▸ **Exercise**: Your answer should be every line of the records that contains the word "push", copied as it stands.

——————————

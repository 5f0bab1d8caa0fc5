use rust_decimal::Decimal;
use rust_decimal_macros::dec;
use serde::{Deserialize, Serialize};
use std::collections::{BTreeMap, BTreeSet};
use std::time::Instant;

use crate::error::AdvisorError;
use crate::types::{with_metadata, Allocation, ComputationOutput, Money, Rate, CASH_SYMBOL};
use crate::AdvisorResult;

// ---------------------------------------------------------------------------
// Types
// ---------------------------------------------------------------------------

#[derive(Debug, Clone, Serialize, Deserialize)]
pub struct RebalanceRequest {
    pub current_allocation: Allocation,
    pub target_allocation: Allocation,
    /// Absolute drift at which an asset is traded back towards target.
    pub drift_threshold: Rate,
    #[serde(default)]
    pub force: bool,
    /// Total portfolio value; with `prices` this yields share-level trades.
    #[serde(default)]
    pub portfolio_value: Option<Money>,
    #[serde(default)]
    pub prices: BTreeMap<String, Money>,
}

#[derive(Debug, Clone, PartialEq, Serialize, Deserialize)]
pub struct DriftEntry {
    pub symbol: String,
    pub current: Rate,
    pub target: Rate,
    /// |current - target|
    pub drift: Rate,
    pub flagged: bool,
}

#[derive(Debug, Clone, Copy, PartialEq, Eq, Serialize, Deserialize)]
#[serde(rename_all = "snake_case")]
pub enum TradeSide {
    Buy,
    Sell,
}

#[derive(Debug, Clone, PartialEq, Serialize, Deserialize)]
pub struct Trade {
    pub symbol: String,
    pub side: TradeSide,
    /// Always positive.
    pub shares: Decimal,
    pub price: Money,
    /// Always positive.
    pub amount: Money,
}

#[derive(Debug, Clone, Serialize, Deserialize)]
pub struct RebalanceResult {
    pub new_allocation: Allocation,
    pub drifts: Vec<DriftEntry>,
    /// Sells first, then buys.
    pub trades: Vec<Trade>,
    pub rebalance_needed: bool,
}

const FRACTION_DP: u32 = 8;
const SHARE_DP: u32 = 6;
/// Trades smaller than one cent are not emitted.
const MIN_TRADE_AMOUNT: Decimal = dec!(0.01);

// ---------------------------------------------------------------------------
// Public API
// ---------------------------------------------------------------------------

/// Realign an allocation with its target.
///
/// Assets whose drift is at or above the threshold (or every asset when
/// `force` is set) are flagged. Unflagged assets keep their current
/// fraction; flagged assets share the remaining weight in proportion to
/// their targets, so the result still sums to one.
pub fn rebalance(req: &RebalanceRequest) -> AdvisorResult<ComputationOutput<RebalanceResult>> {
    let start = Instant::now();
    let mut warnings: Vec<String> = Vec::new();

    validate_request(req)?;

    let universe: BTreeSet<&String> = req
        .current_allocation
        .symbols()
        .chain(req.target_allocation.symbols())
        .collect();

    let drifts: Vec<DriftEntry> = universe
        .iter()
        .map(|symbol| {
            let current = req.current_allocation.get(symbol);
            let target = req.target_allocation.get(symbol);
            let drift = (current - target).abs();
            DriftEntry {
                symbol: (*symbol).clone(),
                current,
                target,
                drift,
                flagged: req.force || drift >= req.drift_threshold,
            }
        })
        .collect();

    let rebalance_needed = drifts.iter().any(|d| d.flagged);
    let new_allocation = if rebalance_needed {
        redistribute(&drifts)?
    } else {
        warnings.push(format!(
            "No asset drifted by {} or more; allocation unchanged",
            req.drift_threshold
        ));
        req.current_allocation.clone()
    };

    let trades = match req.portfolio_value {
        Some(value) if rebalance_needed => plan_trades(req, &new_allocation, value)?,
        _ => Vec::new(),
    };

    log::debug!(
        "rebalance: {} of {} assets flagged, {} trades",
        drifts.iter().filter(|d| d.flagged).count(),
        drifts.len(),
        trades.len()
    );

    let output = RebalanceResult {
        new_allocation,
        drifts,
        trades,
        rebalance_needed,
    };

    let elapsed = start.elapsed().as_micros() as u64;
    Ok(with_metadata(
        "Threshold rebalancing: flagged assets share the unflagged remainder pro rata to target",
        &serde_json::json!({
            "drift_threshold": req.drift_threshold.to_string(),
            "force": req.force,
        }),
        warnings,
        elapsed,
        output,
    ))
}

// ---------------------------------------------------------------------------
// Helpers
// ---------------------------------------------------------------------------

fn redistribute(drifts: &[DriftEntry]) -> AdvisorResult<Allocation> {
    let kept: Decimal = drifts.iter().filter(|d| !d.flagged).map(|d| d.current).sum();
    let remainder = Decimal::ONE - kept;
    let flagged: Vec<&DriftEntry> = drifts.iter().filter(|d| d.flagged).collect();
    let flagged_target: Decimal = flagged.iter().map(|d| d.target).sum();

    let mut fractions: BTreeMap<String, Decimal> = drifts
        .iter()
        .filter(|d| !d.flagged)
        .map(|d| (d.symbol.clone(), d.current))
        .collect();

    for d in &flagged {
        let share = if flagged_target.is_zero() {
            remainder / Decimal::from(flagged.len() as u64)
        } else {
            remainder * d.target / flagged_target
        };
        fractions.insert(d.symbol.clone(), share.round_dp(FRACTION_DP).max(Decimal::ZERO));
    }

    // Rounding residue goes to the largest flagged asset.
    let residue = Decimal::ONE - fractions.values().sum::<Decimal>();
    if !residue.is_zero() {
        if let Some(largest) = flagged
            .iter()
            .max_by(|a, b| fractions[&a.symbol].cmp(&fractions[&b.symbol]))
        {
            if let Some(f) = fractions.get_mut(&largest.symbol) {
                *f = (*f + residue).max(Decimal::ZERO);
            }
        }
    }

    fractions.retain(|_, f| !f.is_zero());
    Allocation::new(fractions)
}

fn plan_trades(
    req: &RebalanceRequest,
    new_allocation: &Allocation,
    portfolio_value: Money,
) -> AdvisorResult<Vec<Trade>> {
    let mut sells = Vec::new();
    let mut buys = Vec::new();
    let symbols: BTreeSet<&String> = req
        .current_allocation
        .symbols()
        .chain(new_allocation.symbols())
        .collect();

    for symbol in symbols {
        if symbol == CASH_SYMBOL {
            continue;
        }
        let delta = (new_allocation.get(symbol) - req.current_allocation.get(symbol)) * portfolio_value;
        if delta.abs() < MIN_TRADE_AMOUNT {
            continue;
        }
        let price = req
            .prices
            .get(symbol)
            .copied()
            .ok_or_else(|| AdvisorError::not_found("Price", symbol.clone()))?;
        if price <= Decimal::ZERO {
            return Err(AdvisorError::invalid_parameter(
                format!("prices.{symbol}"),
                "Price must be positive",
            ));
        }
        let trade = Trade {
            symbol: symbol.clone(),
            side: if delta > Decimal::ZERO { TradeSide::Buy } else { TradeSide::Sell },
            shares: (delta.abs() / price).round_dp(SHARE_DP),
            price,
            amount: delta.abs().round_dp(2),
        };
        match trade.side {
            TradeSide::Sell => sells.push(trade),
            TradeSide::Buy => buys.push(trade),
        }
    }
    sells.extend(buys);
    Ok(sells)
}

fn validate_request(req: &RebalanceRequest) -> AdvisorResult<()> {
    if req.drift_threshold < Decimal::ZERO || req.drift_threshold > Decimal::ONE {
        return Err(AdvisorError::invalid_parameter(
            "drift_threshold",
            format!("Must lie in [0, 1], got {}", req.drift_threshold),
        ));
    }
    if let Some(v) = req.portfolio_value {
        if v < Decimal::ZERO {
            return Err(AdvisorError::invalid_parameter(
                "portfolio_value",
                "Must be non-negative",
            ));
        }
    }
    Ok(())
}

// ---------------------------------------------------------------------------
// Tests
// ---------------------------------------------------------------------------

#[cfg(test)]
mod tests {
    use super::*;
    use pretty_assertions::assert_eq;

    fn alloc(pairs: &[(&str, Decimal)]) -> Allocation {
        Allocation::new(pairs.iter().map(|(k, v)| (k.to_string(), *v)).collect()).unwrap()
    }

    fn request(current: Allocation, target: Allocation) -> RebalanceRequest {
        RebalanceRequest {
            current_allocation: current,
            target_allocation: target,
            drift_threshold: dec!(0.05),
            force: false,
            portfolio_value: None,
            prices: BTreeMap::new(),
        }
    }

    #[test]
    fn test_drift_at_threshold_is_flagged() {
        let req = request(
            alloc(&[("VTI", dec!(0.65)), ("BND", dec!(0.35))]),
            alloc(&[("VTI", dec!(0.6)), ("BND", dec!(0.4))]),
        );
        let out = rebalance(&req).unwrap().result;
        assert!(out.drifts.iter().all(|d| d.flagged));
        assert_eq!(out.new_allocation, req.target_allocation);
    }

    #[test]
    fn test_below_threshold_unchanged() {
        let req = request(
            alloc(&[("VTI", dec!(0.62)), ("BND", dec!(0.38))]),
            alloc(&[("VTI", dec!(0.6)), ("BND", dec!(0.4))]),
        );
        let out = rebalance(&req).unwrap();
        assert!(!out.result.rebalance_needed);
        assert_eq!(out.result.new_allocation, req.current_allocation);
        assert_eq!(out.warnings.len(), 1);
    }

    #[test]
    fn test_force_realigns_everything() {
        let mut req = request(
            alloc(&[("VTI", dec!(0.62)), ("BND", dec!(0.38))]),
            alloc(&[("VTI", dec!(0.6)), ("BND", dec!(0.4))]),
        );
        req.force = true;
        let out = rebalance(&req).unwrap().result;
        assert_eq!(out.new_allocation, req.target_allocation);
    }

    #[test]
    fn test_partial_flagging_keeps_unflagged_weight() {
        // VTI drifts 0.10, BND 0.08, CASH 0.02 (kept).
        let req = request(
            alloc(&[("VTI", dec!(0.70)), ("BND", dec!(0.22)), ("CASH", dec!(0.08))]),
            alloc(&[("VTI", dec!(0.60)), ("BND", dec!(0.30)), ("CASH", dec!(0.10))]),
        );
        let out = rebalance(&req).unwrap().result;
        let a = &out.new_allocation;
        assert_eq!(a.get("CASH"), dec!(0.08));
        // 0.92 shared 2:1
        assert!((a.get("VTI") - dec!(0.61333333)).abs() < dec!(0.00000002));
        assert!((a.total() - Decimal::ONE).abs() < dec!(0.000001));
    }

    #[test]
    fn test_new_symbol_in_target() {
        let req = request(
            alloc(&[("VTI", Decimal::ONE)]),
            alloc(&[("VTI", dec!(0.5)), ("BND", dec!(0.5))]),
        );
        let out = rebalance(&req).unwrap().result;
        assert_eq!(out.new_allocation.get("BND"), dec!(0.5));
        assert_eq!(out.new_allocation.get("VTI"), dec!(0.5));
    }

    #[test]
    fn test_symbol_dropped_from_target() {
        let req = request(
            alloc(&[("VTI", dec!(0.5)), ("GSG", dec!(0.5))]),
            alloc(&[("VTI", Decimal::ONE)]),
        );
        let out = rebalance(&req).unwrap().result;
        assert!(!out.new_allocation.contains("GSG"));
        assert_eq!(out.new_allocation.get("VTI"), Decimal::ONE);
    }

    #[test]
    fn test_trades_sells_before_buys() {
        let mut req = request(
            alloc(&[("VTI", dec!(0.70)), ("BND", dec!(0.30))]),
            alloc(&[("VTI", dec!(0.60)), ("BND", dec!(0.40))]),
        );
        req.portfolio_value = Some(dec!(100000));
        req.prices.insert("VTI".into(), dec!(250));
        req.prices.insert("BND".into(), dec!(80));
        let out = rebalance(&req).unwrap().result;
        assert_eq!(out.trades.len(), 2);
        assert_eq!(out.trades[0].side, TradeSide::Sell);
        assert_eq!(out.trades[0].symbol, "VTI");
        assert_eq!(out.trades[0].shares, dec!(40));
        assert_eq!(out.trades[1].side, TradeSide::Buy);
        assert_eq!(out.trades[1].amount, dec!(10000));
        assert_eq!(out.trades[1].shares, dec!(125));
    }

    #[test]
    fn test_missing_price_is_not_found() {
        let mut req = request(
            alloc(&[("VTI", dec!(0.70)), ("BND", dec!(0.30))]),
            alloc(&[("VTI", dec!(0.60)), ("BND", dec!(0.40))]),
        );
        req.portfolio_value = Some(dec!(1000));
        assert!(matches!(
            rebalance(&req).unwrap_err(),
            AdvisorError::NotFound { .. }
        ));
    }

    #[test]
    fn test_invalid_threshold() {
        let mut req = request(
            alloc(&[("VTI", Decimal::ONE)]),
            alloc(&[("VTI", Decimal::ONE)]),
        );
        req.drift_threshold = dec!(1.5);
        assert!(rebalance(&req).is_err());
    }
}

——————————

▸ **Your response**:
        warnings.push(format!(
            TradeSide::Sell => sells.push(trade),
            TradeSide::Buy => buys.push(trade),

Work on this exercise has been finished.